_Goal of the exercise:_ What lines in the records below mention "sessions"? List them all.

----------

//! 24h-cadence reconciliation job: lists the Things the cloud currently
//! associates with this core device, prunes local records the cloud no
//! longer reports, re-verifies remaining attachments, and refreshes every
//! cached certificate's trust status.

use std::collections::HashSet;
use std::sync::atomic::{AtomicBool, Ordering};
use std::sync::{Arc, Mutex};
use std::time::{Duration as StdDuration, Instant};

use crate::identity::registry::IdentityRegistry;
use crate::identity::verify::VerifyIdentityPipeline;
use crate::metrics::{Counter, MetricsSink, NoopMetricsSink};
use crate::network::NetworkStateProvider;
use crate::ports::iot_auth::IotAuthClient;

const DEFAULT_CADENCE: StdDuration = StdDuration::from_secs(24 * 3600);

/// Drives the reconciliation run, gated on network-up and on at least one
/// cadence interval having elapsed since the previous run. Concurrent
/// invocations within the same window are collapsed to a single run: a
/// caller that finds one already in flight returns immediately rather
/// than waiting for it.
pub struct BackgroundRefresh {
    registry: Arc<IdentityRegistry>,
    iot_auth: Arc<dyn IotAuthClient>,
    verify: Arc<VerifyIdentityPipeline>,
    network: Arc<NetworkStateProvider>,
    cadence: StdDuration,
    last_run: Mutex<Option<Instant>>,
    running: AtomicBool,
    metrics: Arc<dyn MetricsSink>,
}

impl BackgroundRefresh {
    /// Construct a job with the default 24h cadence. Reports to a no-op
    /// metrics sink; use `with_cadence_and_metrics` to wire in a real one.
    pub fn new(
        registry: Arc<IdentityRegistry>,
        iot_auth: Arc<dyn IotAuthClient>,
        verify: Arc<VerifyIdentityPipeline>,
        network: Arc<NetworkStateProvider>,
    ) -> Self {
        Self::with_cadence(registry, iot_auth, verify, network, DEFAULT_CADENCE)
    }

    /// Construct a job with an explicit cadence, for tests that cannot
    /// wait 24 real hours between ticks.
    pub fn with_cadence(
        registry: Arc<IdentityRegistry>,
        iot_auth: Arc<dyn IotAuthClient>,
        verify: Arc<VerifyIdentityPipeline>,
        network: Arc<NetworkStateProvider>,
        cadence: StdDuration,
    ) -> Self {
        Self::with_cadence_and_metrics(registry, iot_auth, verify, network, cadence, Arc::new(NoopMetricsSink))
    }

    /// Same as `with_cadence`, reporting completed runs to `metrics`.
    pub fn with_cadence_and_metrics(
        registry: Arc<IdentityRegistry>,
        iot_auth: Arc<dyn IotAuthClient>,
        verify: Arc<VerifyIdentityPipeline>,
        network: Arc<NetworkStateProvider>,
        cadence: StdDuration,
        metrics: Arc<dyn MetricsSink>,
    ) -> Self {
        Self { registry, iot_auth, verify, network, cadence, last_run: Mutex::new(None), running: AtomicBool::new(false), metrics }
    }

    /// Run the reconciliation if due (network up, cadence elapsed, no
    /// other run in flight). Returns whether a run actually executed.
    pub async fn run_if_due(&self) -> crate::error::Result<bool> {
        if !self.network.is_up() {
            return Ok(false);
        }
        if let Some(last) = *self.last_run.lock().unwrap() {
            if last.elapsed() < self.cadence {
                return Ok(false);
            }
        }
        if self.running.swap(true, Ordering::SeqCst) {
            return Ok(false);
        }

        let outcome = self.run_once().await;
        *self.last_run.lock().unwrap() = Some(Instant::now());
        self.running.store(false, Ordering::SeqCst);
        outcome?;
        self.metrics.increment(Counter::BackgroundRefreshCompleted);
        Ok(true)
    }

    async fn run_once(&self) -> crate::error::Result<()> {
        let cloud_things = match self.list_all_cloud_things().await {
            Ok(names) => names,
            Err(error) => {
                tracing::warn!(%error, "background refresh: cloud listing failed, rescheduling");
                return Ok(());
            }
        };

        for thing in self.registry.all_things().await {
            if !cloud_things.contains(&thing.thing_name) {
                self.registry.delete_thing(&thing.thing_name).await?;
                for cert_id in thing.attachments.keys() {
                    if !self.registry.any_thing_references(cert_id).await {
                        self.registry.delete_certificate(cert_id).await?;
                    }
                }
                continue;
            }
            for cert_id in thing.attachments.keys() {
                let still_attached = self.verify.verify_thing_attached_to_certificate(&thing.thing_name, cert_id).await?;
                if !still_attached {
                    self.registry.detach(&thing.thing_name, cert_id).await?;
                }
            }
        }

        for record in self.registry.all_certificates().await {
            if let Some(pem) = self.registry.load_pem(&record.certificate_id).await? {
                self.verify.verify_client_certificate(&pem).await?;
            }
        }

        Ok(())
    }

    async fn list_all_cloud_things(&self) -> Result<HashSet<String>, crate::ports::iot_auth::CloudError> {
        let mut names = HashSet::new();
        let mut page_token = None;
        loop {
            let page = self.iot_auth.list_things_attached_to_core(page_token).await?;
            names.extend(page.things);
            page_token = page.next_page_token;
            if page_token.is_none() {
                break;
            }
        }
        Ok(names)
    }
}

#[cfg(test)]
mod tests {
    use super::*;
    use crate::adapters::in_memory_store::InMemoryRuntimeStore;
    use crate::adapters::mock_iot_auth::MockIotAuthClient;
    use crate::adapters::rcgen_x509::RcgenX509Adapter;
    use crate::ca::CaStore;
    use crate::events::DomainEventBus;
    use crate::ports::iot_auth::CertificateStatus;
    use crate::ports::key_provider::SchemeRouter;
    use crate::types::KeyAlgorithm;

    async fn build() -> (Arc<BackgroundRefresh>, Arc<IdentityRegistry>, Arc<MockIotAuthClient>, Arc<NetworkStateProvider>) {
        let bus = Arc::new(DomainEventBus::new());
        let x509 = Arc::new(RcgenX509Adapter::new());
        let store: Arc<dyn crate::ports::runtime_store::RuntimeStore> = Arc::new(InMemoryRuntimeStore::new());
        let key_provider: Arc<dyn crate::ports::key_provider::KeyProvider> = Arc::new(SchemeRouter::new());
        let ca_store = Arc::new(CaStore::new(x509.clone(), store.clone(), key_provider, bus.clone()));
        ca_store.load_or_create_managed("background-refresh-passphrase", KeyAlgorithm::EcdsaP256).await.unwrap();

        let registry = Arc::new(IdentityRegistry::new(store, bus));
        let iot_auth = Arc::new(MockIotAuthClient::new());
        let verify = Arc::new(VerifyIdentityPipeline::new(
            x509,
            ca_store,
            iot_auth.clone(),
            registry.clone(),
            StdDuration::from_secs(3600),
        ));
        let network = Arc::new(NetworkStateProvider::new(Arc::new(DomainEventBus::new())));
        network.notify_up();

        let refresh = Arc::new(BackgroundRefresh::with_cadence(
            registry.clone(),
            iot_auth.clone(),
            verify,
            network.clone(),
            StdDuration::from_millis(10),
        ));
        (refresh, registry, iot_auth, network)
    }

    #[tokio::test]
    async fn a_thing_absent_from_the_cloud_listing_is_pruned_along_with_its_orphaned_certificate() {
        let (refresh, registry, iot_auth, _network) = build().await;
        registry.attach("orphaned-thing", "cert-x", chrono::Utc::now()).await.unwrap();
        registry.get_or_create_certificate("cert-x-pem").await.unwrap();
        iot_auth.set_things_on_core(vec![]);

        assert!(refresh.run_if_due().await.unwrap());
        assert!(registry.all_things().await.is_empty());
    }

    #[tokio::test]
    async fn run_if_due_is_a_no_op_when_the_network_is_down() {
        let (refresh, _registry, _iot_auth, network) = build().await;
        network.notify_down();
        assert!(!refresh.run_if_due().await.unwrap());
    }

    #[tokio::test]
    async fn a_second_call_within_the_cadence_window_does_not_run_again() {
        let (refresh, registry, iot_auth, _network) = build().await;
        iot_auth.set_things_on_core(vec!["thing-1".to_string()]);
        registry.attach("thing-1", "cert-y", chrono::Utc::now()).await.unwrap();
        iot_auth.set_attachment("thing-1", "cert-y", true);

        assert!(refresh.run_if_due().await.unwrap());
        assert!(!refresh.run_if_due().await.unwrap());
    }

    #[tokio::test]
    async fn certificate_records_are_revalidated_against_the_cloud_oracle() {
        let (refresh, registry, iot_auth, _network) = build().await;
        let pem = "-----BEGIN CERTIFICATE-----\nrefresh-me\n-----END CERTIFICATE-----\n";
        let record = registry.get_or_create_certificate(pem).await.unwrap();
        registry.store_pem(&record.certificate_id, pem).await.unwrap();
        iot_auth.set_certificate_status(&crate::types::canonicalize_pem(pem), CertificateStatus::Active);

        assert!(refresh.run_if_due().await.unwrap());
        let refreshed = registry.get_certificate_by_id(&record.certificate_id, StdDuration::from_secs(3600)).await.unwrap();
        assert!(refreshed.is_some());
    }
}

----------

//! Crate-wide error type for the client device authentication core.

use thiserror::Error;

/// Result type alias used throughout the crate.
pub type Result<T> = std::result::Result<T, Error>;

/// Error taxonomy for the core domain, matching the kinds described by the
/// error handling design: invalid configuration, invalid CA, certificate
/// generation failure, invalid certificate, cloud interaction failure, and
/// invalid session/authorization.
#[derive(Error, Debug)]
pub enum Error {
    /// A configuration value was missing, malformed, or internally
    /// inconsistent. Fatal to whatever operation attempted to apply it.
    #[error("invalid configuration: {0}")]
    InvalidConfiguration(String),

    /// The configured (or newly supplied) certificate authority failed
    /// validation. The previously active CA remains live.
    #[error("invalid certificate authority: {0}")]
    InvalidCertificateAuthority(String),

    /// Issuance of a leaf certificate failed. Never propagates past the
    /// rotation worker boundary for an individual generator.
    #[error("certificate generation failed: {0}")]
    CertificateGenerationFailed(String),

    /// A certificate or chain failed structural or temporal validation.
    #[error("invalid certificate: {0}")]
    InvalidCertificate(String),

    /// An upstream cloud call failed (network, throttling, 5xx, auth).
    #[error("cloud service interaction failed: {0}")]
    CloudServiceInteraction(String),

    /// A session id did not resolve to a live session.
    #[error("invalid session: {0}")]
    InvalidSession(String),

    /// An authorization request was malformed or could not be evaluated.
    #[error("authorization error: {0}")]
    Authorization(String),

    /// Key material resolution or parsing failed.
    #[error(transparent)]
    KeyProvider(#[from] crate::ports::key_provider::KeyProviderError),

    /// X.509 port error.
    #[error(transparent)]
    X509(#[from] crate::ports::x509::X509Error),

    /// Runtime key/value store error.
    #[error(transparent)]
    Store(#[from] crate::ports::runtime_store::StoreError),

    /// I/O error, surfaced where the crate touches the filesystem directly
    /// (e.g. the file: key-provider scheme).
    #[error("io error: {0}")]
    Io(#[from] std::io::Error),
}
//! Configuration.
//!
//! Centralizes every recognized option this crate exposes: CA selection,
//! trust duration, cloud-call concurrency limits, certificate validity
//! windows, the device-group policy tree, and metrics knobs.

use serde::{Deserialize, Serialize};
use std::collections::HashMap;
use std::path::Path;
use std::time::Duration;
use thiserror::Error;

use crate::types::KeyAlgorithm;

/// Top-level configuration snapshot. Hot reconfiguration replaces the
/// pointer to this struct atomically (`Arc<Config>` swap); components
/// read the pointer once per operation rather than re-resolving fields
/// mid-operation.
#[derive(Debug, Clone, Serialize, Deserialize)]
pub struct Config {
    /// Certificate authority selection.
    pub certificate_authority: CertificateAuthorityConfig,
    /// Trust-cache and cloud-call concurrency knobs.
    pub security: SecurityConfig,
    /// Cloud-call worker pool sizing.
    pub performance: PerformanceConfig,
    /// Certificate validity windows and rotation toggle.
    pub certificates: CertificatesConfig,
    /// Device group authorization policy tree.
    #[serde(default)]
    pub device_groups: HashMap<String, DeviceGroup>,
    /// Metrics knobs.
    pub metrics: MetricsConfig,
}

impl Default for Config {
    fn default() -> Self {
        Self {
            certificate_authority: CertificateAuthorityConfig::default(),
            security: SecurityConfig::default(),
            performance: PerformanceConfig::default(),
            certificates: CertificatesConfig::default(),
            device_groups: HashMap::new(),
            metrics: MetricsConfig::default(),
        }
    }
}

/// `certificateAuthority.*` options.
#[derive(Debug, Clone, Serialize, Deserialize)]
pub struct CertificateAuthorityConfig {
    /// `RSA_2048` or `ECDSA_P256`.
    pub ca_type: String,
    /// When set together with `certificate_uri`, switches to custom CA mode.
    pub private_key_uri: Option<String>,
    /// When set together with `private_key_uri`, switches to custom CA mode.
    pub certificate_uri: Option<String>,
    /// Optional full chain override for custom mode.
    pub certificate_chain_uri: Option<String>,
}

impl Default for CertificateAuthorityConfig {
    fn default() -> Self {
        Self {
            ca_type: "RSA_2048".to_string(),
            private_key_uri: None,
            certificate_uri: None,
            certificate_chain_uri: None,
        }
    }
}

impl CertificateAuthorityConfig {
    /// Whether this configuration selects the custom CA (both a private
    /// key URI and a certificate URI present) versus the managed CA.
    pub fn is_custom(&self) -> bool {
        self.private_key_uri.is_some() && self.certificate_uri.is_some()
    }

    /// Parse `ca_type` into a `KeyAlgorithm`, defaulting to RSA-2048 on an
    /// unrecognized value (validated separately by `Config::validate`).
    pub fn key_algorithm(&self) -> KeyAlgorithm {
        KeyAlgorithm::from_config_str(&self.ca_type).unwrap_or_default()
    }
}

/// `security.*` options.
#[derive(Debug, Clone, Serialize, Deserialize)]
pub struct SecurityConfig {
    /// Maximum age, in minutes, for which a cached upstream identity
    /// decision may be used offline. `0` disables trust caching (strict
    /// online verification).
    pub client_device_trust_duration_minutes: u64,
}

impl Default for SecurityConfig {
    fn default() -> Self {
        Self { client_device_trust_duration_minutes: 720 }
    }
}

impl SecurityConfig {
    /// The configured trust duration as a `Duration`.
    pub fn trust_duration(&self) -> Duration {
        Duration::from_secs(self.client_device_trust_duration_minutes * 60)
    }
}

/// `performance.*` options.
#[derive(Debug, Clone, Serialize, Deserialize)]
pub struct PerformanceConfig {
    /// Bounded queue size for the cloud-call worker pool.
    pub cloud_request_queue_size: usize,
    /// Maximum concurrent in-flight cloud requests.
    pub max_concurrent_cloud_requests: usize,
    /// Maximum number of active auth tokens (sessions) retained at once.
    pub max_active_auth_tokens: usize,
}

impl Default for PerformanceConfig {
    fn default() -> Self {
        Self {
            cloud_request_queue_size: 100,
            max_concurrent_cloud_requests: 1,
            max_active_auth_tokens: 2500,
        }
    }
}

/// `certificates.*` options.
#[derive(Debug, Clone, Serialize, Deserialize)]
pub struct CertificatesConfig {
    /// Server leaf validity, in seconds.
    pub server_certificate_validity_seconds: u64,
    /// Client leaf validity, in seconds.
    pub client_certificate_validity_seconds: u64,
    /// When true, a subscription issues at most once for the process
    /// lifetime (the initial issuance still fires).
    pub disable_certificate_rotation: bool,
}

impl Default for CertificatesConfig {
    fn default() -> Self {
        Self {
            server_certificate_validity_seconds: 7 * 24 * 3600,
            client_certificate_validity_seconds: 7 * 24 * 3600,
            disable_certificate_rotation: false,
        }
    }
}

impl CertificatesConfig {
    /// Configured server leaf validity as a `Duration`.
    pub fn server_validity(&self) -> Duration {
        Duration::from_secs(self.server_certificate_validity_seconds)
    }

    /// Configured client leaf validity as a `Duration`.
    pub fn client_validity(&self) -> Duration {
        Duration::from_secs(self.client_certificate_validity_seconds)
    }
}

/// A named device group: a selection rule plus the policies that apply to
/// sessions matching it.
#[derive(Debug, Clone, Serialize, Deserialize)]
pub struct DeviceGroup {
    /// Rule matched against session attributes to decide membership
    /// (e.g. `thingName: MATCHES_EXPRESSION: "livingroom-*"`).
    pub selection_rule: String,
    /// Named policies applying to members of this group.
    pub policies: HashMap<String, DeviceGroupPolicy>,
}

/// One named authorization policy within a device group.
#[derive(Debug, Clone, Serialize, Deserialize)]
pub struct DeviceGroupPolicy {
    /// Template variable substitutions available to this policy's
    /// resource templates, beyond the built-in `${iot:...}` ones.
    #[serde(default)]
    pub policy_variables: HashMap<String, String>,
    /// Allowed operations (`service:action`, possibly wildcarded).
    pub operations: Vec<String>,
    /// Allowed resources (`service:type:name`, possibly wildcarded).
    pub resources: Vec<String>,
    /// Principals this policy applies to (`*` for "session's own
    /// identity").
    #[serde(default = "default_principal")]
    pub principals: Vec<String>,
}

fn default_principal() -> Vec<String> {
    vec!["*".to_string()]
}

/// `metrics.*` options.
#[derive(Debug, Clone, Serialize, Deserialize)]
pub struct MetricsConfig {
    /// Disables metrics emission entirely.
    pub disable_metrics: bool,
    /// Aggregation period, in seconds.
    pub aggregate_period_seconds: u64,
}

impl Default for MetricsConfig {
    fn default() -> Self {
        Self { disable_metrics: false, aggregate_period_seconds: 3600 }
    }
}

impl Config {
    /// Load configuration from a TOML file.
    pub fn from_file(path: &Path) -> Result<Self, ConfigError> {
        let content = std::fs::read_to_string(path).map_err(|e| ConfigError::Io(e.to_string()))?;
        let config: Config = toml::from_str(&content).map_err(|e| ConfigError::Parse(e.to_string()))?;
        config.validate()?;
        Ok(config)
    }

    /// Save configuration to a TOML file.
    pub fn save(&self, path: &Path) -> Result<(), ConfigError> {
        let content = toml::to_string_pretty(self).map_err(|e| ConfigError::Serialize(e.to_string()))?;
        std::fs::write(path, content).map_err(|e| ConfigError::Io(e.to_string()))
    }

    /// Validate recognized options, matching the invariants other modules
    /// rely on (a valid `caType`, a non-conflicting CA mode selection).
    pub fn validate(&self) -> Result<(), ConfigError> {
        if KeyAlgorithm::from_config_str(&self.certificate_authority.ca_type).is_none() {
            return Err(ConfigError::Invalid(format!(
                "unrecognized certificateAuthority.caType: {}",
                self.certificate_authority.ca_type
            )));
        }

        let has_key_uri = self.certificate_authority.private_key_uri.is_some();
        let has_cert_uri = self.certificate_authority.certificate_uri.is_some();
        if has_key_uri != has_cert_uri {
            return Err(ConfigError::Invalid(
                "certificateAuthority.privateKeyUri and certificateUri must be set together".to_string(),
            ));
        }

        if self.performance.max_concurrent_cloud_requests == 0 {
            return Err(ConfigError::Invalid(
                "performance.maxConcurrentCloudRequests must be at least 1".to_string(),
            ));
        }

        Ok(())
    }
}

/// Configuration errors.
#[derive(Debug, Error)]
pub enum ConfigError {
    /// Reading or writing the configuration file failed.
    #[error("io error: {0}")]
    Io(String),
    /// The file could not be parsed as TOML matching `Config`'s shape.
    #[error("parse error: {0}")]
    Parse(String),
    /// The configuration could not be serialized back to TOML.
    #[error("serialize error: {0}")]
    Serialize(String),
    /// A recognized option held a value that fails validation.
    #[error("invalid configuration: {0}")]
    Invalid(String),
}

----------

_Answer space:_
    /// Maximum number of active auth tokens (sessions) retained at once.
/// sessions matching it.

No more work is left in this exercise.